Your player could already fire up the ARIS client, go to the location of your plaque and see it. But odds are that plaque’s trigger is not where you want it.

(Step 4 v1) To edit your trigger, click on it. In the right sidebar, you will see many details. One detail is a little map with a marker and a blue circle around the marker. * Move around the marker to change where your trigger is located. * Change the size of the circle by moving the handles. This is how near your player needs to be to your trigger to access your plaque, the range of the trigger.

Trigger Details

Trigger Details

It’s nice to have access to the location of your triggers right here in the Scenes tab, but that little map is pretty hard to work with. You’ll have a much better time setting the locations of your triggers in the Locations tab.

(Step 4 v2) To see and edit all your triggers’ locations, click on the Locations tab. There is a much bigger map to work with, and you can set details numerically too if you want.

  • You will only be able to use the Locations tab to move a trigger after you create the trigger in the Scenes tab.

Trigger Types: Location, QR Code, Sequence

Extra Credit. You already have enough to go and do some damage in the ARIS Editor. You can likely figure out how to upload media and attach it to your plaques. Enough to make a real tour. Maybe you could even play around with other objects, lie conversations. But before this tutorial ends, I want to show you the other types of triggers, especially QR codes because if you’re making stuff in a museum or other indoor space, location triggers won’t help you much. This will also help you see something fun and flexible about how triggers and objects work together.

(Step 5) Go back to the Scenes tab if you left it. Make a new trigger to the same plaque. That’s right, objects can have multiple triggers! (Step 6) Click your new trigger. In the right sidebar, where the trigger’s details show up, click “QR Code”. Then hit “Save”.

Now, a player could use the Scanner in your game in ARIS to scan that QR code. When they did, they would see your plaque. They could also use the Decoder to enter that string of numbers.

  • You can change the string of numbers to anything you want (for example “puppies”). The image will change too. Remember to click “save”!
  • Sequence is a third type of trigger. An object with a sequence trigger will show up for the player as soon as they do something else (you decide what) in your game. But you need to know about locks to make sequence triggers work.

What’s Next?

Congratulations, you now have enough working knowledge to use ARIS to create information for your players by the way of a plaque and have your players trigger that plaque via their physical location or QR Code Scanner or the Decoder. With just this much you could rinse and repeat and have a nice little tour maybe. But ARIS can do much more. With this basic knowledge you can start to dig in deeper.

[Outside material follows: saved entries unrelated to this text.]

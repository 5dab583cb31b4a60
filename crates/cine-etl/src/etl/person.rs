//! Person entity kind
//!
//! A person document carries the flat set of film ids they appear in plus
//! one `roles` entry per role (actor, writer, director), each with the
//! films (reduced to a summary) the person participated in under that
//! role. All three role entries are always present; a role without films
//! holds an empty list. A person counts as changed when the person row or
//! any of their films was modified.

use chrono::NaiveDate;
use serde::{Deserialize, Serialize};
use sqlx::postgres::PgRow;
use sqlx::{FromRow, Row};
use uuid::Uuid;

use super::kind::{decode_json_list, EntityKind};
use crate::search::indices;

/// Roles a person can hold in a film's crew
pub const PERSON_ROLES: [&str; 3] = ["actor", "writer", "director"];

/// Film summary inside a person's role bucket
#[derive(Debug, Clone, PartialEq, Serialize, Deserialize)]
pub struct FilmSummary {
    #[serde(rename(serialize = "uuid"))]
    pub id: Uuid,
    pub title: String,
    pub imdb_rating: Option<f64>,
    pub age_rating: Option<String>,
    pub release_date: Option<NaiveDate>,
    pub access_type: Option<String>,
}

/// One role with the films held under it
#[derive(Debug, Clone, PartialEq, Serialize)]
pub struct RoleFilms {
    pub role: &'static str,
    pub films: Vec<FilmSummary>,
}

/// Denormalized person row
#[derive(Debug, Clone, Serialize)]
pub struct PersonRow {
    #[serde(rename = "uuid")]
    pub id: Uuid,
    pub full_name: String,
    pub films_ids: Vec<Uuid>,
    pub roles: Vec<RoleFilms>,
}

impl FromRow<'_, PgRow> for PersonRow {
    fn from_row(row: &PgRow) -> sqlx::Result<Self> {
        let roles = PERSON_ROLES
            .iter()
            .map(|&role| {
                Ok(RoleFilms {
                    role,
                    films: decode_json_list(row, role)?,
                })
            })
            .collect::<sqlx::Result<Vec<_>>>()?;

        Ok(Self {
            id: row.try_get("id")?,
            full_name: row.try_get("full_name")?,
            films_ids: row
                .try_get::<Option<Vec<Uuid>>, _>("films_ids")?
                .unwrap_or_default(),
            roles,
        })
    }
}

/// Person kind marker
pub struct Person;

impl EntityKind for Person {
    type Row = PersonRow;

    const KIND: &'static str = "person";
    const INDEX: &'static str = "person";

    const CHANGED_IDS_SQL: &'static str = r#"
        SELECT DISTINCT p.id
        FROM content.person AS p
        LEFT JOIN content.person_film_work pfw ON pfw.person_id = p.id
        LEFT JOIN content.film_work fw ON pfw.film_work_id = fw.id
        WHERE (p.modified > $1 OR fw.modified > $1)
          AND NOT (p.id = ANY($2))
    "#;

    const ROWS_SQL: &'static str = r#"
        SELECT
            p.id, p.full_name,
            array_agg(DISTINCT fw.id)
                FILTER (WHERE fw.id IS NOT NULL) AS films_ids,
            json_agg(DISTINCT jsonb_build_object(
                'id', fw.id, 'title', fw.title, 'imdb_rating', fw.rating,
                'age_rating', fw.age_rating, 'release_date', fw.release_date,
                'access_type', fw.access_type
                ))
                FILTER (WHERE pfw.role = 'actor') AS actor,
            json_agg(DISTINCT jsonb_build_object(
                'id', fw.id, 'title', fw.title, 'imdb_rating', fw.rating,
                'age_rating', fw.age_rating, 'release_date', fw.release_date,
                'access_type', fw.access_type
                ))
                FILTER (WHERE pfw.role = 'writer') AS writer,
            json_agg(DISTINCT jsonb_build_object(
                'id', fw.id, 'title', fw.title, 'imdb_rating', fw.rating,
                'age_rating', fw.age_rating, 'release_date', fw.release_date,
                'access_type', fw.access_type
                ))
                FILTER (WHERE pfw.role = 'director') AS director
        FROM content.person AS p
        LEFT JOIN content.person_film_work pfw ON p.id = pfw.person_id
        LEFT OUTER JOIN content.film_work fw ON fw.id = pfw.film_work_id
        WHERE p.id = ANY($1)
        GROUP BY p.id
    "#;

    fn index_definition() -> serde_json::Value {
        indices::person_index()
    }

    fn document_id(row: &Self::Row) -> Uuid {
        row.id
    }
}

#[cfg(test)]
mod tests {
    use super::*;
    use serde_json::json;

    #[test]
    fn test_document_buckets_films_by_role() {
        let film = FilmSummary {
            id: "55555555-5555-5555-5555-555555555555".parse().unwrap(),
            title: "The Test".to_string(),
            imdb_rating: Some(7.0),
            age_rating: None,
            release_date: NaiveDate::from_ymd_opt(2019, 3, 14),
            access_type: Some("public".to_string()),
        };

        let row = PersonRow {
            id: "66666666-6666-6666-6666-666666666666".parse().unwrap(),
            full_name: "Ann Actor".to_string(),
            films_ids: vec![film.id],
            roles: vec![
                RoleFilms {
                    role: "actor",
                    films: vec![film],
                },
                RoleFilms {
                    role: "writer",
                    films: vec![],
                },
                RoleFilms {
                    role: "director",
                    films: vec![],
                },
            ],
        };

        let doc = serde_json::to_value(row).unwrap();
        assert_eq!(doc["uuid"], "66666666-6666-6666-6666-666666666666");
        assert_eq!(doc["full_name"], "Ann Actor");
        assert_eq!(
            doc["films_ids"],
            json!(["55555555-5555-5555-5555-555555555555"])
        );

        let roles = doc["roles"].as_array().unwrap();
        assert_eq!(roles.len(), 3);
        assert_eq!(roles[0]["role"], "actor");
        assert_eq!(roles[0]["films"][0]["uuid"], "55555555-5555-5555-5555-555555555555");
        assert_eq!(roles[0]["films"][0]["title"], "The Test");
        assert_eq!(roles[1], json!({"role": "writer", "films": []}));
        assert_eq!(roles[2], json!({"role": "director", "films": []}));
    }

    #[test]
    fn test_film_summary_decodes_aggregated_json() {
        let summary: FilmSummary = serde_json::from_value(json!({
            "id": "55555555-5555-5555-5555-555555555555",
            "title": "The Test",
            "imdb_rating": null,
            "age_rating": "16+",
            "release_date": "2019-03-14",
            "access_type": "public"
        }))
        .unwrap();

        assert_eq!(summary.title, "The Test");
        assert_eq!(summary.imdb_rating, None);
        assert_eq!(summary.release_date, NaiveDate::from_ymd_opt(2019, 3, 14));
    }

    #[test]
    fn test_roles_cover_every_crew_role() {
        assert_eq!(PERSON_ROLES, ["actor", "writer", "director"]);
    }
}
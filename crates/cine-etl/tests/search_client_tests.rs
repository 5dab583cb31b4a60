//! Integration tests for the search engine client
//!
//! These tests validate the HTTP seam against a mock search engine:
//! - idempotent index creation (fresh, already existing, rejected)
//! - bulk upserts (all accepted, partially rejected, transport failure)

use cine_etl::config::SearchConfig;
use cine_etl::error::EtlError;
use cine_etl::search::{SearchClient, WriteAction};
use serde_json::json;
use wiremock::matchers::{body_string_contains, method, path, query_param};
use wiremock::{Mock, MockServer, ResponseTemplate};

fn client_for(server: &MockServer) -> SearchClient {
    let config = SearchConfig {
        url: server.uri(),
        request_timeout_secs: 5,
        index_create_timeout: "3s".to_string(),
    };
    SearchClient::new(&config).expect("client should build")
}

fn genre_action(id: &str, name: &str) -> WriteAction {
    WriteAction {
        index: "genre",
        id: id.to_string(),
        body: json!({"uuid": id, "name": name}),
    }
}

#[tokio::test]
async fn test_ensure_index_creates_missing_index() {
    let server = MockServer::start().await;

    Mock::given(method("PUT"))
        .and(path("/genre"))
        .and(query_param("timeout", "3s"))
        .and(body_string_contains("ru_en"))
        .respond_with(ResponseTemplate::new(200).set_body_json(json!({
            "acknowledged": true,
            "shards_acknowledged": true,
            "index": "genre"
        })))
        .expect(1)
        .mount(&server)
        .await;

    let client = client_for(&server);
    let definition = json!({"settings": {"analysis": {"analyzer": {"ru_en": {}}}}});

    client
        .ensure_index("genre", &definition)
        .await
        .expect("index creation should succeed");
}

#[tokio::test]
async fn test_ensure_index_tolerates_existing_index() {
    let server = MockServer::start().await;

    Mock::given(method("PUT"))
        .and(path("/movies"))
        .respond_with(ResponseTemplate::new(400).set_body_json(json!({
            "error": {
                "type": "resource_already_exists_exception",
                "reason": "index [movies/abc] already exists"
            },
            "status": 400
        })))
        .mount(&server)
        .await;

    let client = client_for(&server);

    client
        .ensure_index("movies", &json!({}))
        .await
        .expect("an existing index should count as success");
}

#[tokio::test]
async fn test_ensure_index_propagates_other_rejections() {
    let server = MockServer::start().await;

    Mock::given(method("PUT"))
        .and(path("/movies"))
        .respond_with(ResponseTemplate::new(400).set_body_json(json!({
            "error": {
                "type": "mapper_parsing_exception",
                "reason": "analyzer [missing] not found"
            },
            "status": 400
        })))
        .mount(&server)
        .await;

    let client = client_for(&server);
    let error = client
        .ensure_index("movies", &json!({}))
        .await
        .expect_err("a mapping rejection must propagate");

    match error {
        EtlError::SearchRejected { status, body, .. } => {
            assert_eq!(status, 400);
            assert!(body.contains("mapper_parsing_exception"));
        }
        other => panic!("unexpected error: {other}"),
    }
}

#[tokio::test]
async fn test_bulk_accepts_all_documents() {
    let server = MockServer::start().await;

    Mock::given(method("POST"))
        .and(path("/_bulk"))
        .and(body_string_contains("\"_index\":\"genre\""))
        .respond_with(ResponseTemplate::new(200).set_body_json(json!({
            "took": 4,
            "errors": false,
            "items": [
                {"index": {"_index": "genre", "_id": "g1", "status": 201}},
                {"index": {"_index": "genre", "_id": "g2", "status": 200}}
            ]
        })))
        .expect(1)
        .mount(&server)
        .await;

    let client = client_for(&server);
    let actions = vec![genre_action("g1", "Drama"), genre_action("g2", "Comedy")];

    let outcome = client.bulk(&actions).await.expect("bulk should succeed");

    assert_eq!(outcome.succeeded, vec!["g1", "g2"]);
    assert!(outcome.failed.is_empty());
}

#[tokio::test]
async fn test_bulk_partitions_partial_failures() {
    let server = MockServer::start().await;

    Mock::given(method("POST"))
        .and(path("/_bulk"))
        .respond_with(ResponseTemplate::new(200).set_body_json(json!({
            "took": 9,
            "errors": true,
            "items": [
                {"index": {"_index": "genre", "_id": "g1", "status": 200}},
                {"index": {"_index": "genre", "_id": "g2", "status": 400, "error": {
                    "type": "strict_dynamic_mapping_exception",
                    "reason": "mapping set to strict, dynamic introduction of [extra] within [genre] is not allowed"
                }}}
            ]
        })))
        .mount(&server)
        .await;

    let client = client_for(&server);
    let actions = vec![genre_action("g1", "Drama"), genre_action("g2", "Comedy")];

    let outcome = client.bulk(&actions).await.expect("bulk call itself succeeds");

    assert_eq!(outcome.succeeded, vec!["g1"]);
    assert_eq!(outcome.failed.len(), 1);
    assert_eq!(outcome.failed[0].id, "g2");
    assert!(outcome.failed[0]
        .reason
        .contains("strict_dynamic_mapping_exception"));
}

#[tokio::test]
async fn test_bulk_surfaces_transport_level_rejection() {
    let server = MockServer::start().await;

    Mock::given(method("POST"))
        .and(path("/_bulk"))
        .respond_with(ResponseTemplate::new(503).set_body_string("node unavailable"))
        .mount(&server)
        .await;

    let client = client_for(&server);
    let error = client
        .bulk(&[genre_action("g1", "Drama")])
        .await
        .expect_err("a 503 must propagate");

    match error {
        EtlError::SearchRejected { status, .. } => assert_eq!(status, 503),
        other => panic!("unexpected error: {other}"),
    }
}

There’s no next step, but here are some directions you may want to look:

  • New Object Types
    • Conversations - Simulated conversations for your players.
    • Items and Attributes - The plaque you just made can give a virtual item to your player, or you can have your player gather items from the map.
    • Webpages - You don’t need a tutorial for these. It’s just a webpage that you can put into your ARIS game and put a trigger on.
  • Media - That plaque you made would be better if there was a nice image inside it. Getting media into ARIS and your objects is pretty simple—just use the media tab to upload files like anything else—but things get a little hairy when you start trying to optimize that media to look good and download efficiently in the field.
  • Locks - Locks are the logical glue you can use to give your games structure. Any trigger (and lots of other things) can be locked, meaning your player will need to do something before they can see the locked object.
  • Scenes - Scenes can help you organize your larger games into meaningful, memorable chunks.